-- What is needed --
Find the lines of the material below that include the string "cache", then copy each one.

-- Exercise input --
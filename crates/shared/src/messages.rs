//! Payloads exchanged between the pages and the worker over `postMessage`

use serde::{Deserialize, Serialize};

/// Sent by a page to the worker
#[derive(Debug, Clone, Copy, PartialEq, Eq, Serialize, Deserialize)]
#[serde(tag = "type", rename_all = "SCREAMING_SNAKE_CASE")]
pub enum ControlMessage {
    /// Activate the waiting worker now. No reply.
    SkipWaiting,
    /// Ask for the version, answered with a [VersionReply] on the first port
    GetVersion,
}

#[derive(Debug, Clone, PartialEq, Eq, Serialize, Deserialize)]
pub struct VersionReply {
    pub version: String,
}

/// Broadcast by the worker to every page it controls
#[derive(Debug, Clone, Copy, PartialEq, Eq, Serialize, Deserialize)]
#[serde(tag = "type", rename_all = "SCREAMING_SNAKE_CASE")]
pub enum ClientMessage {
    /// Activation finished, the worker is controlling the page
    Go,
}

#[cfg(test)]
mod tests {
    use serde_json::json;

    use super::*;

    #[test]
    fn control_messages_use_the_type_field() {
        let skip: ControlMessage = serde_json::from_value(json!({ "type": "SKIP_WAITING" })).unwrap();
        let version: ControlMessage = serde_json::from_value(json!({ "type": "GET_VERSION" })).unwrap();

        assert_eq!(skip, ControlMessage::SkipWaiting);
        assert_eq!(version, ControlMessage::GetVersion);
    }

    #[test]
    fn extra_fields_are_ignored() {
        let message: ControlMessage =
            serde_json::from_value(json!({ "type": "GET_VERSION", "sent": 12 })).unwrap();
        assert_eq!(message, ControlMessage::GetVersion);
    }

    #[test]
    fn unknown_types_are_rejected() {
        assert!(serde_json::from_value::<ControlMessage>(json!({ "type": "CLEAR" })).is_err());
        assert!(serde_json::from_value::<ControlMessage>(json!("SKIP_WAITING")).is_err());
    }

    #[test]
    fn outbound_shapes() {
        assert_eq!(serde_json::to_value(ClientMessage::Go).unwrap(), json!({ "type": "GO" }));
        assert_eq!(
            serde_json::to_value(VersionReply { version: "pwa-cache-v12".to_string() }).unwrap(),
            json!({ "version": "pwa-cache-v12" })
        );
    }
}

-- Exercise solution --
            serde_json::to_value(VersionReply { version: "pwa-cache-v12".to_string() }).unwrap(),
            json!({ "version": "pwa-cache-v12" })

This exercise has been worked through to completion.